Это не означает, конечно, что он совсем не прикасается к духу и не совершает никакого духовного роста. Нет, зачастую он духовно рождается в каком-либо испытании, закаляется в несении ответственностей, в переживании жизненных невзгод; научается владеть собой, общаться с людьми, обретает, наконец, мудрость. Но всё это, как бы случайно, не по своей воле, не имея в виду обязательность такого становления, не имея соответствующего знания. В сознании зачастую процесс личной эволюции на жизненном пути предстаёт как процесс физиологического созревания и старения организма, или как профессиональная карьера, или как возрастание семьи, или как цепь авантюр. И всё это потому, что открытое общество на полях свободной активности не снабжено институтами становления, которыми обладало закрытое общество, в котором путь человека был определён, и на каждом этапе человек имел соответствующее водительство. Разумеется, открытое общество унаследовало институты закрытого общества, обслуживавшие смысл жизни человека, но они отчасти утратили духовное измерение, сделавшись подготовкой всё к той же профессиональной карьере и жизненному успеху, определяемому в позитивных ценностях, а отчасти утратили свой авторитет, исторически отстав от жизни (последнее особенно относится к церкви).
Нужно сказать, что процесс отодвигания всей махины, обслуживавшей становление личности на протяжении всей жизни для всех возрастов, исключительно на ранние возраста начался ещё в древности, и тогда же, в древних цивилизациях появилось такое понятие, как "мудрость" и такая группа, как "мудрецы", то есть обладатели знания, могущего помочь пройти столь опасными для души дорогами свободы. Вначале их мудрость базировалась на традиционных религиях и была как бы продолжением последних в область индивидуальной одинокой борьбы с судьбой. В эллинском обществе мудрость отделилась от религии и стала самостоятельным опытным и логическим знанием. Эта освобождённая мудрость институциализовалась в философские школы, распространившиеся по всему эллинистическому миру. И именно этот институт явился ответом на вызов открытого общества, брошенный личности. Античное общество открылось, как только разрушились границы полиса, и объединилась древняя ойкумена. Открытая, развивающаяся игра потребовала и открытого знания: гибкого, общего, способного к развитию и приложению. Философия и есть такое знание,- которое находил и которым руководился человек на своём пути в большом обществе, вне традиционных ролей и институтов, обеспечивавших этих ролей отправление.

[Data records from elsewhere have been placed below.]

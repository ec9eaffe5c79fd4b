//! # Bio Store
//!
//! Persistence boundary for pages and blocks.
//!
//! [`PageStore`] is the contract every backend implements. Each mutating
//! call takes the acting user, checks that the user owns the page, and
//! reports failures as [`bio_common::ServiceError`] values; nothing panics
//! across the boundary.
//!
//! [`MemoryPageStore`] is the in-process backend used by the CLI and as the
//! persistence double in tests. It supports failure injection and simulated
//! latency.

pub mod memory;
pub mod settings;
pub mod store;

pub use memory::MemoryPageStore;
pub use settings::PageSettings;
pub use store::PageStore;
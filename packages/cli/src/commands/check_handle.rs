use anyhow::{anyhow, Result};
use bio_common::{Handle, HandleRejection};
use clap::Args;
use colored::Colorize;

#[derive(Debug, Args)]
pub struct CheckHandleArgs {
    /// Handle as typed by the user, with or without a leading `@`
    pub raw: String,
}

pub fn check_handle(args: CheckHandleArgs) -> Result<()> {
    match normalize(&args.raw) {
        Ok(handle) => {
            println!("{} {}", "✓".green(), handle.canonical().bright_white());
            Ok(())
        }
        Err(rejection) => {
            println!("{} {}", "✗".red(), args.raw);
            Err(anyhow!(rejection))
        }
    }
}

fn normalize(raw: &str) -> Result<Handle, HandleRejection> {
    let handle = Handle::parse(raw)?;
    tracing::debug!(raw, handle = %handle, "Normalized handle");
    Ok(handle)
}
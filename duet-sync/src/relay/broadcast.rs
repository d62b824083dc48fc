//! Per-room fan-out of relay events with backpressure.
//!
//! Uses tokio broadcast channels for O(1) send to all room members.
//! Each member gets an independent receiver that buffers up to `capacity`
//! events and filters what is not addressed to it (see [`RoomEvent::is_for`]).

use std::collections::HashMap;
use std::sync::atomic::{AtomicU64, Ordering};
use std::sync::Arc;

use parking_lot::Mutex;
use tokio::sync::{broadcast, RwLock};

use super::room::RoomLog;
use crate::protocol::{PeerId, PeerProfile, RelayEvent};

/// An event published into a room.
#[derive(Debug, Clone, PartialEq, Eq)]
pub struct RoomEvent {
    /// Peer whose action caused the event
    pub origin: PeerId,
    /// Single recipient, or `None` for every member except `origin`
    pub target: Option<PeerId>,
    pub event: RelayEvent,
}

impl RoomEvent {
    /// Event for every member except `origin`.
    pub fn to_others(origin: PeerId, event: RelayEvent) -> Self {
        Self { origin, target: None, event }
    }

    /// Event for `target` only.
    pub fn to_peer(origin: PeerId, target: PeerId, event: RelayEvent) -> Self {
        Self {
            origin,
            target: Some(target),
            event,
        }
    }

    /// Whether `peer` should see this event.
    pub fn is_for(&self, peer: PeerId) -> bool {
        match self.target {
            Some(target) => target == peer,
            None => self.origin != peer,
        }
    }
}

/// Statistics for monitoring broadcast health.
#[derive(Debug, Clone, Default)]
pub struct BroadcastStats {
    pub events_sent: u64,
    pub active_peers: usize,
}

/// Broadcast group for the members of one room.
pub struct BroadcastGroup {
    sender: broadcast::Sender<Arc<RoomEvent>>,
    peers: Arc<RwLock<HashMap<PeerId, PeerProfile>>>,
    capacity: usize,
    events_sent: AtomicU64,
}

impl BroadcastGroup {
    /// `capacity` is how many events a slow member may lag behind before
    /// it starts losing them.
    pub fn new(capacity: usize) -> Self {
        let (sender, _) = broadcast::channel(capacity);
        Self {
            sender,
            peers: Arc::new(RwLock::new(HashMap::new())),
            capacity,
            events_sent: AtomicU64::new(0),
        }
    }

    /// Add a member; returns its event receiver.
    pub async fn add_peer(
        &self,
        peer_id: PeerId,
        profile: PeerProfile,
    ) -> broadcast::Receiver<Arc<RoomEvent>> {
        let mut peers = self.peers.write().await;
        peers.insert(peer_id, profile);
        self.sender.subscribe()
    }

    pub async fn remove_peer(&self, peer_id: &PeerId) -> Option<PeerProfile> {
        self.peers.write().await.remove(peer_id)
    }

    /// Publish an event. Returns the number of live receivers.
    pub fn publish(&self, event: RoomEvent) -> usize {
        let count = self.sender.send(Arc::new(event)).unwrap_or(0);
        self.events_sent.fetch_add(1, Ordering::Relaxed);
        count
    }

    pub async fn peer_count(&self) -> usize {
        self.peers.read().await.len()
    }

    /// Snapshot of member profiles.
    pub async fn peers(&self) -> HashMap<PeerId, PeerProfile> {
        self.peers.read().await.clone()
    }

    pub async fn has_peer(&self, peer_id: &PeerId) -> bool {
        self.peers.read().await.contains_key(peer_id)
    }

    pub async fn stats(&self) -> BroadcastStats {
        BroadcastStats {
            events_sent: self.events_sent.load(Ordering::Relaxed),
            active_peers: self.peers.read().await.len(),
        }
    }

    pub fn capacity(&self) -> usize {
        self.capacity
    }
}

/// A room: its logs plus its broadcast group.
pub struct Room {
    name: String,
    log: Mutex<RoomLog>,
    group: BroadcastGroup,
}

impl Room {
    fn new(name: String, capacity: usize) -> Self {
        Self {
            name,
            log: Mutex::new(RoomLog::new()),
            group: BroadcastGroup::new(capacity),
        }
    }

    pub fn name(&self) -> &str {
        &self.name
    }

    /// Run `f` with the room log locked.
    pub fn with_log<R>(&self, f: impl FnOnce(&mut RoomLog) -> R) -> R {
        let mut log = self.log.lock();
        f(&mut log)
    }

    pub fn group(&self) -> &BroadcastGroup {
        &self.group
    }
}

/// Maps room names to rooms.
///
/// Rooms outlive their members so late joiners still see the full logs.
pub struct RoomManager {
    rooms: RwLock<HashMap<String, Arc<Room>>>,
    default_capacity: usize,
}

impl RoomManager {
    pub fn new(default_capacity: usize) -> Self {
        Self {
            rooms: RwLock::new(HashMap::new()),
            default_capacity,
        }
    }

    /// Get or create the room called `name`.
    pub async fn get_or_create(&self, name: &str) -> Arc<Room> {
        // Fast path: read lock
        {
            let rooms = self.rooms.read().await;
            if let Some(room) = rooms.get(name) {
                return room.clone();
            }
        }

        let mut rooms = self.rooms.write().await;
        // Double-check after acquiring write lock
        if let Some(room) = rooms.get(name) {
            return room.clone();
        }

        let room = Arc::new(Room::new(name.to_string(), self.default_capacity));
        rooms.insert(name.to_string(), room.clone());
        room
    }

    pub async fn get(&self, name: &str) -> Option<Arc<Room>> {
        self.rooms.read().await.get(name).cloned()
    }

    pub async fn room_count(&self) -> usize {
        self.rooms.read().await.len()
    }

    pub async fn room_names(&self) -> Vec<String> {
        self.rooms.read().await.keys().cloned().collect()
    }
}
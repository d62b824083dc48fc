//! WebSocket relay server with room-based routing.
//!
//! Architecture:
//! ```text
//! Client A ──┐
//!            ├── Room (doc_name) ── RoomLog ── BroadcastGroup
//! Client B ──┘                                    │
//!                                     ┌───────────┼───────────┐
//!                                     ▼           ▼           ▼
//!                                  Client A    Client B    Client C
//! ```
//!
//! Every connection gets a fresh relay-assigned peer id. The first call on a
//! connection must be `subscribe`; after that, calls are answered by the
//! shared [`RelayHub`] and room events are forwarded as `event` frames.

use std::net::SocketAddr;
use std::path::Path;
use std::sync::Arc;

use futures_util::{SinkExt, StreamExt};
use serde::{Deserialize, Serialize};
use tokio::net::{TcpListener, TcpStream};
use tokio::sync::RwLock;
use tokio_tungstenite::tungstenite::Message;
use uuid::Uuid;

use super::{Membership, RelayHub};
use crate::config::ConfigError;
use crate::protocol::{Frame, RelayEvent, RelayRequest, RelayResponse};

/// Server configuration.
#[derive(Debug, Clone, Serialize, Deserialize, PartialEq)]
#[serde(default)]
pub struct ServerConfig {
    /// Address to bind to
    pub bind_addr: String,
    /// Maximum peers per room
    pub max_peers_per_room: usize,
    /// Broadcast channel capacity per room
    pub broadcast_capacity: usize,
}

impl Default for ServerConfig {
    fn default() -> Self {
        Self {
            bind_addr: "127.0.0.1:9090".to_string(),
            max_peers_per_room: 100,
            broadcast_capacity: 256,
        }
    }
}

impl ServerConfig {
    /// Load from a JSON file; missing fields keep their defaults.
    pub fn load(path: impl AsRef<Path>) -> Result<Self, ConfigError> {
        let text = std::fs::read_to_string(path)?;
        serde_json::from_str(&text).map_err(|e| ConfigError::Parse(e.to_string()))
    }
}

/// Server statistics.
#[derive(Debug, Clone, Default)]
pub struct ServerStats {
    pub total_connections: u64,
    pub active_connections: u64,
    pub total_messages: u64,
    pub total_bytes: u64,
    pub active_rooms: usize,
}

/// The relay server.
pub struct RelayServer {
    config: ServerConfig,
    hub: Arc<RelayHub>,
    stats: Arc<RwLock<ServerStats>>,
}

impl RelayServer {
    pub fn new(config: ServerConfig) -> Self {
        let hub = Arc::new(RelayHub::new(
            config.broadcast_capacity,
            config.max_peers_per_room,
        ));
        Self {
            config,
            hub,
            stats: Arc::new(RwLock::new(ServerStats::default())),
        }
    }

    pub fn with_defaults() -> Self {
        Self::new(ServerConfig::default())
    }

    /// Bind the configured address and serve forever.
    pub async fn run(&self) -> Result<(), Box<dyn std::error::Error>> {
        let listener = TcpListener::bind(&self.config.bind_addr).await?;
        self.serve(listener).await
    }

    /// Serve connections from an already-bound listener.
    pub async fn serve(&self, listener: TcpListener) -> Result<(), Box<dyn std::error::Error>> {
        log::info!("Relay listening on {}", listener.local_addr()?);

        loop {
            let (stream, addr) = listener.accept().await?;
            log::debug!("New TCP connection from {addr}");

            let hub = self.hub.clone();
            let stats = self.stats.clone();
            tokio::spawn(async move {
                if let Err(e) = Self::handle_connection(stream, addr, hub, stats).await {
                    log::error!("Connection error from {addr}: {e}");
                }
            });
        }
    }

    /// Handle a single WebSocket connection.
    async fn handle_connection(
        stream: TcpStream,
        addr: SocketAddr,
        hub: Arc<RelayHub>,
        stats: Arc<RwLock<ServerStats>>,
    ) -> Result<(), Box<dyn std::error::Error + Send + Sync>> {
        let ws_stream = tokio_tungstenite::accept_async(stream).await?;
        let (mut ws_sender, mut ws_receiver) = ws_stream.split();
        let peer_id = Uuid::new_v4();

        log::info!("WebSocket connection established from {addr} as {peer_id}");

        {
            let mut s = stats.write().await;
            s.total_connections += 1;
            s.active_connections += 1;
        }

        let mut membership: Option<Membership> = None;
        let mut room_rx: Option<tokio::sync::broadcast::Receiver<Arc<super::RoomEvent>>> = None;

        let result = async {
            loop {
                tokio::select! {
                    msg = ws_receiver.next() => {
                        match msg {
                            Some(Ok(Message::Text(text))) => {
                                {
                                    let mut s = stats.write().await;
                                    s.total_messages += 1;
                                    s.total_bytes += text.len() as u64;
                                }

                                let (id, request) = match Frame::decode(text.as_str()) {
                                    Ok(Frame::Call { id, request }) => (id, request),
                                    Ok(other) => {
                                        log::warn!("Ignoring non-call frame from {addr}: {other:?}");
                                        continue;
                                    }
                                    Err(e) => {
                                        log::warn!("Failed to decode frame from {addr}: {e}");
                                        continue;
                                    }
                                };

                                let response = if let Some(seat) = &membership {
                                    hub.handle(seat, request).await
                                } else if let RelayRequest::Subscribe { doc_name, name } = request {
                                    match hub.join(peer_id, &doc_name, &name).await {
                                        Ok((seat, rx)) => {
                                            membership = Some(seat);
                                            room_rx = Some(rx);
                                            let rooms = hub.rooms().room_count().await;
                                            stats.write().await.active_rooms = rooms;
                                            RelayResponse::Subscribed { self_id: peer_id }
                                        }
                                        Err(e) => RelayResponse::Error { reason: e.to_string() },
                                    }
                                } else {
                                    RelayResponse::Error {
                                        reason: format!("{} before subscribe", request.method()),
                                    }
                                };

                                let reply = Frame::Reply { id, response }.encode()?;
                                ws_sender.send(Message::Text(reply.into())).await?;
                            }

                            Some(Ok(Message::Close(_))) | None => {
                                log::info!("Connection closed from {addr}");
                                break;
                            }

                            Some(Ok(Message::Ping(data))) => {
                                ws_sender.send(Message::Pong(data)).await?;
                            }

                            Some(Err(e)) => {
                                log::error!("WebSocket error from {addr}: {e}");
                                break;
                            }

                            _ => {}
                        }
                    }

                    event = async {
                        match room_rx {
                            Some(ref mut rx) => rx.recv().await,
                            // Not subscribed yet: wait forever
                            None => std::future::pending().await,
                        }
                    } => {
                        match event {
                            Ok(event) => {
                                if !event.is_for(peer_id) {
                                    continue;
                                }
                                let frame = Frame::Event { event: event.event.clone() }.encode()?;
                                ws_sender.send(Message::Text(frame.into())).await?;
                            }
                            Err(tokio::sync::broadcast::error::RecvError::Lagged(n)) => {
                                log::warn!("Peer {peer_id} lagged by {n} events");
                                // Lost events may have been updates: make the client re-pull
                                for event in [RelayEvent::NewUpdates, RelayEvent::NewPeers] {
                                    let frame = Frame::Event { event }.encode()?;
                                    ws_sender.send(Message::Text(frame.into())).await?;
                                }
                            }
                            Err(_) => break,
                        }
                    }
                }
            }
            Ok::<(), Box<dyn std::error::Error + Send + Sync>>(())
        }
        .await;

        if let Some(seat) = membership {
            hub.leave(&seat).await;
        }
        {
            let mut s = stats.write().await;
            s.active_connections = s.active_connections.saturating_sub(1);
        }

        result
    }

    pub async fn stats(&self) -> ServerStats {
        self.stats.read().await.clone()
    }

    pub fn bind_addr(&self) -> &str {
        &self.config.bind_addr
    }

    pub fn hub(&self) -> &Arc<RelayHub> {
        &self.hub
    }
}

Вершина античной мудрости - философия человека-бога преломилась в варварском обществе, наследующем Риму, и дошла до нас в виде эклектичной философской квазирелигии, именуемой "христианством", то есть в виде института закрытого общества: именно, "религии", которая, однако не смогла отъединиться от философии, её породившей, и защитилась от открытости публично закрепленными догматами.
Но, как мы видим, семена античности всё же проросли в варварском мире, и мы живём теперь в открытом обществе, нуждающемся в философии и философских школах, могущих повести человека (или, вернее, дать ему умение идти) к благой смерти, рождающей в вечность. И частью такой философии должна, по нашему мнению, быть общая рефлексия о становлении человека в бога через смерть и воскресение (центральное откровение евангелий о человеке). Обрисовать контуры этой обќщей рефлексии нам поможет знание традиционных культур, в которых имелись институты становления и соответствующая рефлексия о челоќвеке становящемся.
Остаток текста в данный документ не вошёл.